But it’s such an important observation, that fear element. And obviously, people stereotype everything. And there are other racism that have stereotypes that aren’t as laden with fear. But that fear was so powerful that, it was pointed at African-Americans, but it didn’t stop at African-Americans. Because the fear was so powerful that, you at times didn’t stand up to people in some of the fraternities who were saying things that you disagreed with. But the risk to you even saying something as a White person was there. You had an uncle who was a pediatrician. Who was one of the few people who saw both Black and White patients, but still joined this white-collar guild, which essentially you called a white-collar KKK.

White Citizens’ Council.

White Citizens’ Council, right? And he did so, because he feared for his White children. So, you know, the fear and the racism that came out of it, didn’t even stop at just African-Americans. It was so powerful.

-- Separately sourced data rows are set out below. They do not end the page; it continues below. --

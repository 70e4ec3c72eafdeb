use axum::body::Bytes;
use axum::extract::State;
use axum::http::StatusCode;
use axum::Json;
use chrono::NaiveDate;
use finpulse_core::{
    Account, AccountId, AccountType, DateRange, Money, Transaction, UnvalidatedTransaction,
    DEFAULT_CURRENCY,
};
use finpulse_import::{parse_transactions, ImportReport};
use finpulse_storage::TransactionFilter;
use serde::Deserialize;

use crate::error::{ApiError, ApiResult};
use crate::extract::{ApiJson, ApiPath, ApiQuery};
use crate::state::AppState;

#[derive(Debug, Deserialize)]
pub struct NewAccount {
    pub name: String,
    pub account_type: AccountType,
    pub institution: Option<String>,
    #[serde(default)]
    pub balance: Money,
    pub currency: Option<String>,
}

#[derive(Debug, Default, Deserialize)]
pub struct AccountPatch {
    pub name: Option<String>,
    pub account_type: Option<AccountType>,
    pub institution: Option<String>,
    pub balance: Option<Money>,
    pub currency: Option<String>,
}

pub async fn list_accounts(State(state): State<AppState>) -> ApiResult<Json<Vec<Account>>> {
    Ok(Json(finpulse_storage::list_accounts(&state.pool).await?))
}

pub async fn create_account(
    State(state): State<AppState>,
    ApiJson(req): ApiJson<NewAccount>,
) -> ApiResult<(StatusCode, Json<Account>)> {
    let mut account = Account::new(&req.name, req.account_type, req.balance);
    account.institution = req.institution;
    account.currency = req
        .currency
        .unwrap_or_else(|| DEFAULT_CURRENCY.to_string())
        .to_uppercase();
    account.validate()?;

    let stored = finpulse_storage::insert_account(&state.pool, &account).await?;
    Ok((StatusCode::CREATED, Json(stored)))
}

pub async fn get_account(
    State(state): State<AppState>,
    ApiPath(id): ApiPath<i64>,
) -> ApiResult<Json<Account>> {
    Ok(Json(finpulse_storage::get_account(&state.pool, id).await?))
}

pub async fn update_account(
    State(state): State<AppState>,
    ApiPath(id): ApiPath<i64>,
    ApiJson(patch): ApiJson<AccountPatch>,
) -> ApiResult<Json<Account>> {
    let mut account = finpulse_storage::get_account(&state.pool, id).await?;
    if let Some(name) = patch.name {
        account.name = name;
    }
    if let Some(account_type) = patch.account_type {
        account.account_type = account_type;
    }
    if let Some(institution) = patch.institution {
        account.institution = Some(institution);
    }
    if let Some(balance) = patch.balance {
        account.balance = balance;
    }
    if let Some(currency) = patch.currency {
        account.currency = currency.to_uppercase();
    }
    account.validate()?;

    Ok(Json(finpulse_storage::update_account(&state.pool, id, &account).await?))
}

pub async fn delete_account(
    State(state): State<AppState>,
    ApiPath(id): ApiPath<i64>,
) -> ApiResult<StatusCode> {
    finpulse_storage::delete_account(&state.pool, id).await?;
    Ok(StatusCode::NO_CONTENT)
}

const DEFAULT_PAGE: u32 = 50;
const MAX_PAGE: u32 = 200;

#[derive(Debug, Deserialize)]
pub struct TransactionQuery {
    pub start: Option<NaiveDate>,
    pub end: Option<NaiveDate>,
    pub category: Option<String>,
    pub limit: Option<u32>,
    #[serde(default)]
    pub offset: u32,
}

impl TransactionQuery {
    fn filter(self) -> ApiResult<TransactionFilter> {
        let range = self.range()?;
        let limit = self.limit.unwrap_or(DEFAULT_PAGE);
        if !(1..=MAX_PAGE).contains(&limit) {
            return Err(ApiError::BadRequest(format!(
                "limit must be between 1 and {MAX_PAGE}"
            )));
        }
        Ok(TransactionFilter {
            range,
            category: self.category.filter(|c| !c.trim().is_empty()),
            limit: Some(limit),
            offset: self.offset,
        })
    }

    fn range(&self) -> ApiResult<Option<DateRange>> {
        let (start, end) = match (self.start, self.end) {
            (None, None) => return Ok(None),
            (start, end) => (
                start.unwrap_or(NaiveDate::from_ymd_opt(1, 1, 1).unwrap_or_default()),
                end.unwrap_or(NaiveDate::from_ymd_opt(9999, 12, 31).unwrap_or_default()),
            ),
        };
        if start > end {
            return Err(ApiError::BadRequest("start must not be after end".to_string()));
        }
        Ok(Some(DateRange::new(start, end)))
    }
}

pub async fn list_transactions(
    State(state): State<AppState>,
    ApiQuery(query): ApiQuery<TransactionQuery>,
) -> ApiResult<Json<Vec<Transaction>>> {
    let filter = query.filter()?;
    Ok(Json(finpulse_storage::list_transactions(&state.pool, &filter).await?))
}

pub async fn create_transaction(
    State(state): State<AppState>,
    ApiJson(req): ApiJson<UnvalidatedTransaction>,
) -> ApiResult<(StatusCode, Json<Transaction>)> {
    let transaction = Transaction::validate(req)?;
    let stored = finpulse_storage::insert_transaction(&state.pool, &transaction).await?;
    Ok((StatusCode::CREATED, Json(stored)))
}

pub async fn delete_transaction(
    State(state): State<AppState>,
    ApiPath(id): ApiPath<i64>,
) -> ApiResult<StatusCode> {
    finpulse_storage::delete_transaction(&state.pool, id).await?;
    Ok(StatusCode::NO_CONTENT)
}

#[derive(Debug, Deserialize)]
pub struct ImportQuery {
    pub account_id: i64,
}

/// Imports a CSV bank export into one account, skipping rows seen before.
pub async fn import_transactions(
    State(state): State<AppState>,
    ApiQuery(query): ApiQuery<ImportQuery>,
    body: Bytes,
) -> ApiResult<Json<ImportReport>> {
    let account_id = AccountId(query.account_id);
    let parsed = parse_transactions(&body, account_id)?;

    let outcome =
        finpulse_storage::import_transactions(&state.pool, account_id, &parsed.rows).await?;

    let report = ImportReport {
        parsed: parsed.rows.len(),
        inserted: outcome.inserted,
        duplicates: outcome.duplicates,
        skipped: parsed.skipped,
    };
    tracing::info!(
        account_id = account_id.0,
        parsed = report.parsed,
        inserted = report.inserted,
        duplicates = report.duplicates,
        skipped = report.skipped,
        "Imported CSV transactions"
    );
    Ok(Json(report))
}
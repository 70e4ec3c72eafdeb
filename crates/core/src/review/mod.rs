//! Weekly review derivation: snapshot, week-over-week change, one recommended
//! action, and completion history.

pub mod action;
pub mod change;
pub mod history;
pub mod snapshot;

use chrono::{DateTime, NaiveDate, Utc};
use serde::{Deserialize, Serialize};
use thiserror::Error;

use crate::config::ReviewThresholds;
use crate::data::FinancialData;
use crate::money::Money;
use crate::period::WeekRange;

use action::{select_action, ActionContext, ActionStatus, WeeklyAction};
use change::{compute_changes, WeeklyChanges};
use snapshot::{compute_snapshot, top_spending_category, WeeklySnapshot};

#[derive(Debug, Clone, Error, PartialEq)]
pub enum ReviewError {
    #[error("Action already {0}")]
    AlreadyResolved(ActionStatus),
    #[error("An action can only be completed or skipped")]
    InvalidTransition,
    #[error("Unknown {kind}: '{value}'")]
    UnknownValue { kind: &'static str, value: String },
}

#[derive(Debug, Clone, PartialEq, Eq, Serialize, Deserialize)]
pub struct WeeklyReview {
    pub id: Option<i64>,
    pub week_start: NaiveDate,
    pub week_end: NaiveDate,
    pub snapshot: WeeklySnapshot,
    /// `None` for the first review ever generated.
    pub changes: Option<WeeklyChanges>,
    pub action: WeeklyAction,
    pub created_at: Option<DateTime<Utc>>,
}

impl WeeklyReview {
    pub fn week(&self) -> WeekRange {
        WeekRange {
            start: self.week_start,
            end: self.week_end,
        }
    }
}

/// Builds the review for `week` from the user's data and earlier reviews.
///
/// Only reviews that start before `week` are considered; the most recent of
/// them is the baseline for the changes, and the last few feed the spending
/// baseline of the action rules.
pub fn prepare_review(
    week: WeekRange,
    as_of: NaiveDate,
    data: &FinancialData,
    prior_reviews: &[WeeklyReview],
    thresholds: &ReviewThresholds,
) -> WeeklyReview {
    let mut prior: Vec<&WeeklyReview> = prior_reviews
        .iter()
        .filter(|r| r.week_start < week.start)
        .collect();
    prior.sort_by(|a, b| b.week_start.cmp(&a.week_start));

    let snapshot = compute_snapshot(week, as_of, data);
    let changes = compute_changes(&snapshot, prior.first().map(|r| &r.snapshot));

    let recent_weekly_spending: Vec<Money> = prior
        .iter()
        .take(thresholds.spending_window_weeks)
        .map(|r| r.snapshot.weekly_spending)
        .collect();
    let top_category = top_spending_category(&data.transactions, week);

    let ctx = ActionContext {
        as_of,
        cards: &data.credit_cards,
        goals: &data.goals,
        recent_weekly_spending: &recent_weekly_spending,
        top_category: top_category.as_deref(),
    };
    let action = select_action(&snapshot, &ctx, thresholds).into_action();

    WeeklyReview {
        id: None,
        week_start: week.start,
        week_end: week.end,
        snapshot,
        changes,
        action,
        created_at: None,
    }
}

Absolutely. And the incident you’re referring to was in the civil rights era. Yeah, the White Citizens’ Council was founded in Mississippi. And it was sort of white-collar clan. In the sense that, they didn’t advocate violence. But they advocated every means short of violence to oppose the Brown decision in 1954 that integrated the public schools. And the Citizens’ Council spread across the south. And were one of the bastions of resistance to school integration. And they involved the business community, the professional community and White cities, small towns. And the town my pediatrician uncle lived in Orangeburg, South Carolina. It turned out was one of the places that was particularly a White Citizens’ Council bastion. Then I was in college. I was going to college in Massachusetts. I had begun to pull back from my belief system that I had grown up with here. I would stop on my way, driving back to college in western Connecticut at his home in Orangeburg. And I remember him telling me that he had joined the White Citizens’ Council to protect his children from being harassed. And by that time, I had come to a sort of parting of the ways with my Jim Crow culture. It happens slowly, incrementally. I’m appalled. Looking back on it, how slowly it did come to me that I was complicit in a horrific system that humiliated people on a daily basis, on the basis of the color of their skin. But during my four years at a New England liberal arts college, I really became a different person, I would have to say. That my father would send me there, there’s a story there. If you’d like me to tell it.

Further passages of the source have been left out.